Le groupe marocain OCP, leader mondial des phosphates et des engrais, s’apprête à lancer une émission d’obligations subordonnées perpétuelles sur le marché local d’un montant de 5 milliards de dirhams (541 millions de dollars). La souscription va s’étaler du 11 au 15 juin déclinée en 50.000 obligations d’une valeur nominale unitaire de 100.000 dirhams. Pour cette opération, le groupe OCP est assisté par CDG Capital et Attijari Finances Corp, filiale du groupe Attijariwafa bank en qualité de conseillers financiers.
L’obligation subordonnée perpétuelle se distingue de l’obligation classique en raison, d’une part, du rang de créances contractuellement défini par la clause de subordination et, d’autre part, par sa durée indéterminée. L’effet de la clause de subordination est de conditionner, en cas de liquidation de l’émetteur, le remboursement de l’emprunt au désintéressement de toutes les autres dettes y compris les emprunts obligataires subordonnés à maturité déterminée qui ont été émis et qui pourraient être émis ultérieurement.

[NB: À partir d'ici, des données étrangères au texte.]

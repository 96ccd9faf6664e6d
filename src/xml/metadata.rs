// metadata.rs -- metadata.xml parsing and field resolution

use quick_xml::Reader;
use quick_xml::events::Event;

use crate::exception::ProvenanceError;

/// Marker text for a herd element with no name. Kept in the report so
/// tree-quality problems stay visible instead of being dropped.
pub const BOGUS_HERD: &str = "bogus empty herd";
/// Marker text for a maintainer element with no email.
pub const BOGUS_MAINTAINER: &str = "bogus (empty?) maintainer";

/// Suffix appended when a long description is truncated.
pub const ELLIPSIS: &str = "...";

/// One `<herd>` element. An empty element is recorded, not dropped.
#[derive(Debug, Clone, PartialEq, Eq)]
pub enum HerdEntry {
    Named(String),
    Malformed,
}

impl HerdEntry {
    pub fn display(&self) -> &str {
        match self {
            HerdEntry::Named(name) => name,
            HerdEntry::Malformed => BOGUS_HERD,
        }
    }
}

/// One `<maintainer>` element. `email: None` means the element was
/// present but carried no email, a data-quality marker.
#[derive(Debug, Clone, PartialEq, Eq)]
pub struct Maintainer {
    pub email: Option<String>,
    pub description: Option<String>,
}

impl Maintainer {
    pub fn display(&self) -> String {
        match &self.email {
            Some(email) => match &self.description {
                Some(desc) => format!("{} (Maint-desc: {})", email, desc),
                None => email.clone(),
            },
            None => BOGUS_MAINTAINER.to_string(),
        }
    }
}

/// Parsed metadata.xml for one package. Immutable after parsing. A
/// descriptor with no herds and no maintainers is a valid, empty
/// descriptor; "file absent" and "file unparseable" are separate cases
/// handled by the caller and by `parse` respectively.
#[derive(Debug, Clone, PartialEq, Eq, Default)]
pub struct PackageDescriptor {
    pub herds: Vec<HerdEntry>,
    pub maintainers: Vec<Maintainer>,
    pub longdescription: Option<String>,
}

impl PackageDescriptor {
    /// Parse a metadata.xml document. Returns `MalformedDocument` when
    /// the text is not well-formed XML; missing or empty fields are not
    /// errors.
    pub fn parse(xml: &str) -> Result<Self, ProvenanceError> {
        let mut reader = Reader::from_str(xml);
        reader.config_mut().trim_text(true);

        let mut descriptor = PackageDescriptor::default();

        // Element path from the document root down to the current node.
        let mut path: Vec<String> = Vec::new();
        let mut herd_text = String::new();
        let mut email_text = String::new();
        let mut desc_text = String::new();
        let mut long_text = String::new();
        let mut maint_email: Option<String> = None;
        let mut maint_desc: Option<String> = None;

        loop {
            match reader.read_event() {
                Err(e) => {
                    return Err(ProvenanceError::malformed(format!("metadata.xml: {}", e)));
                }
                Ok(Event::Eof) => {
                    // The reader does not flag missing end tags itself;
                    // an open element at EOF means a truncated document.
                    if !path.is_empty() {
                        return Err(ProvenanceError::malformed(format!(
                            "metadata.xml: unclosed <{}> at end of document",
                            path[path.len() - 1]
                        )));
                    }
                    break;
                }
                Ok(Event::Start(start)) => {
                    let name = String::from_utf8_lossy(start.name().as_ref()).into_owned();
                    match name.as_str() {
                        "herd" => herd_text.clear(),
                        "maintainer" => {
                            maint_email = None;
                            maint_desc = None;
                        }
                        "email" => email_text.clear(),
                        "description" => desc_text.clear(),
                        "longdescription" => long_text.clear(),
                        _ => {}
                    }
                    path.push(name);
                }
                Ok(Event::Empty(start)) => {
                    // Self-closing elements count as present-but-empty.
                    let name = String::from_utf8_lossy(start.name().as_ref()).into_owned();
                    match name.as_str() {
                        "herd" => descriptor.herds.push(HerdEntry::Malformed),
                        "maintainer" => descriptor.maintainers.push(Maintainer {
                            email: None,
                            description: None,
                        }),
                        _ => {}
                    }
                }
                Ok(Event::Text(text)) => {
                    let chunk = text
                        .xml_content()
                        .map_err(|e| ProvenanceError::malformed(format!("metadata.xml: {}", e)))?;
                    match path.last().map(String::as_str) {
                        Some("herd") => herd_text.push_str(&chunk),
                        Some("email") if Self::in_maintainer(&path) => {
                            email_text.push_str(&chunk)
                        }
                        Some("description") if Self::in_maintainer(&path) => {
                            desc_text.push_str(&chunk)
                        }
                        Some("longdescription") => long_text.push_str(&chunk),
                        _ => {}
                    }
                }
                Ok(Event::End(_)) => {
                    match path.pop().as_deref() {
                        Some("herd") => {
                            let name = herd_text.trim();
                            if name.is_empty() {
                                descriptor.herds.push(HerdEntry::Malformed);
                            } else {
                                descriptor.herds.push(HerdEntry::Named(name.to_string()));
                            }
                        }
                        Some("email") if Self::in_maintainer(&path) => {
                            let email = email_text.trim();
                            if !email.is_empty() {
                                maint_email = Some(email.to_string());
                            }
                            email_text.clear();
                        }
                        Some("description") if Self::in_maintainer(&path) => {
                            let desc = desc_text.trim();
                            if !desc.is_empty() {
                                maint_desc = Some(desc.to_string());
                            }
                            desc_text.clear();
                        }
                        Some("maintainer") => {
                            descriptor.maintainers.push(Maintainer {
                                email: maint_email.take(),
                                description: maint_desc.take(),
                            });
                        }
                        Some("longdescription") => {
                            let text = long_text.trim();
                            if !text.is_empty() {
                                descriptor.longdescription = Some(text.to_string());
                            }
                        }
                        _ => {}
                    }
                }
                Ok(_) => {}
            }
        }

        Ok(descriptor)
    }

    fn in_maintainer(path: &[String]) -> bool {
        path.iter().any(|name| name == "maintainer")
    }

    /// Present but carrying no herds, maintainers or description.
    pub fn is_empty(&self) -> bool {
        self.herds.is_empty() && self.maintainers.is_empty() && self.longdescription.is_none()
    }

    /// Herd names joined with ", ", malformed entries included as
    /// markers.
    pub fn herd_display(&self) -> String {
        self.herds
            .iter()
            .map(|h| h.display().to_string())
            .collect::<Vec<_>>()
            .join(", ")
    }

    /// Maintainer text for the report. With maintainers present, each
    /// email followed by its description in parentheses. With none,
    /// the historical scripts showed the herd list under the
    /// "Maintainer:" label; `legacy_herd_fallback` keeps that behavior,
    /// false yields empty text instead.
    pub fn maintainer_display(&self, legacy_herd_fallback: bool) -> String {
        if self.maintainers.is_empty() {
            if legacy_herd_fallback {
                return self.herd_display();
            }
            return String::new();
        }
        self.maintainers
            .iter()
            .map(|m| m.display())
            .collect::<Vec<_>>()
            .join(", ")
    }

    /// Long description with line breaks collapsed to spaces, truncated
    /// to `max_len` characters with an ellipsis when it does not fit.
    pub fn long_description(&self, max_len: usize) -> Option<String> {
        let text = self.longdescription.as_ref()?;
        let mut flat = text.replace('\n', " ");
        if flat.chars().count() > max_len {
            flat = flat.chars().take(max_len).collect();
            flat.push_str(ELLIPSIS);
        }
        Some(flat)
    }
}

Par ailleurs, cette obligation subordonnée perpétuelle n’a pas de date d’échéance déterminée mais pourra être remboursée à compter de la 1ère date d’option de remboursement, au gré de l’émetteur, selon les tranches, à partir de la 6ème année pour les Tranches A et B, de la 12ème année pour la tranche C, à partir de la 20ème année pour la tranche D et à tout moment dans le cas de survenance d’un évènement qui pourrait avoir un impact sur la maturité prévue et sur les conditions de réinvestissement.
L’opération visée par l’Autorité marocaine du marché des capitaux (AMMC), permettra notamment de renforcer les capacités de financement du groupe OCP tout en soutenant ses investissements liés à la transition énergétique, à l’autonomie hydrique et à la décarbonation de ses activités. Les fonds mobilisés seront entièrement affectés au programme d’investissement 2023-2027, estimé à 13 milliards de dollars, en vue d’augmenter sa production grâce aux intrants verts.
Cette levée sur le marché intérieur vient s’ajouter à une émission internationale de 1,5 milliard de dollars effectuée en avril dernier sous forme d’obligations hybrides. L’opération avait suscité un engouement auprès des investisseurs, avec près de 7 milliards de dollars d’ordres, soit plus de quatre fois le montant initial.